Foreign Affairs Minister Bob Carr says he has intervened on behalf of WikiLeaks founder Julian Assange more than 60 times during the Australian's legal battle with United Kingdom and Swedish authorities.
Senator Carr's statement runs contrary to the claims of Mr Assange and his supporters that the Australian government has abandoned its responsibility to protect him as a citizen abroad.
Senator Carr was asked about Mr Assange, who has taken refuge in the Ecuadorean embassy in London, during Labor's weekly caucus meeting today.
Ecuador has granted Mr Assange diplomatic asylum on the grounds that if he were extradited from Britain to Sweden, where he is wanted for questioning over alleged sex crimes, he may later be transferred to the United States.
If that happened, Mr Assange could face life in prison or the death penalty over his website's release of classified US documents.
The Australian Greens have been placing pressure on the government to offer more consular assistance to Mr Assange, who they claim is being persecuted by the United States over the publishing by WikiLeaks of thousands of leaked, confidential diplomatic cables.

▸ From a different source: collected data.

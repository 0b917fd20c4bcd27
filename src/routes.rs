// src/routes.rs

use axum::{
    middleware as axum_middleware,
    routing::{get, patch, post},
    Router,
};
use utoipa::OpenApi;
use utoipa_swagger_ui::SwaggerUi;

use crate::{config::AppState, docs::ApiDoc, handlers, middleware::auth::auth_guard};

pub fn build_router(app_state: AppState) -> Router {
    // --- Estoque ---
    let inventory_routes = Router::new()
        .route("/medications/{id}/entries", post(handlers::inventory::register_entry))
        .route("/medications/{id}/exits", post(handlers::inventory::register_exit))
        .route("/medications/{id}/stock", get(handlers::inventory::get_stock))
        .route("/lots/{id}/adjustments", post(handlers::inventory::register_adjustment))
        .route("/lots/{id}/movements", get(handlers::inventory::get_lot_movements))
        .layer(axum_middleware::from_fn_with_state(
            app_state.clone(),
            auth_guard,
        ));

    // --- Clínico ---
    let clinical_routes = Router::new()
        .route(
            "/consultations/{id}/complete",
            patch(handlers::consultations::complete_consultation),
        )
        .route(
            "/consultations/{id}/prescriptions",
            post(handlers::consultations::register_prescription),
        )
        .route(
            "/consultations/{id}/prescription",
            get(handlers::consultations::get_consultation_prescription),
        )
        .route(
            "/prescriptions/{id}/complete",
            post(handlers::prescriptions::complete_prescription),
        )
        .route(
            "/prescriptions/{id}/cancel",
            post(handlers::prescriptions::cancel_prescription),
        )
        .route("/vaccinations", post(handlers::vaccinations::apply_vaccination))
        .layer(axum_middleware::from_fn_with_state(
            app_state.clone(),
            auth_guard,
        ));

    // Combina tudo no router principal
    Router::new()
        .merge(SwaggerUi::new("/swagger-ui").url("/api-docs/openapi.json", ApiDoc::openapi()))
        .route("/api/health", get(handlers::health::health))
        .nest("/api/inventory", inventory_routes)
        .nest("/api", clinical_routes)
        .with_state(app_state)
}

Senator Carr said Australia had intervened on Mr Assange's behalf 62 times since the dispute began - significantly more representations than had been offered to any other Australian in the same period.
Senator Carr confirmed on Monday consular officials had made contact with Mr Assange while he has been holed up in the Ecuadorean embassy in London.
A Department of Foreign Affairs spokesman said Australian officials had spoken with Ecuadorean embassy staff on eight prior occasions, who then relayed messages to Brisbane-born 41 year-old.
Mr Assange was offered consular assistance but, according to the spokesman, he declined the offer.
Meanwhile, the United States has denied Mr Assange's claim that the US government were running a ''witch hunt'' and manoeuvring to extradite him to face a grand jury over the WikiLeaks saga.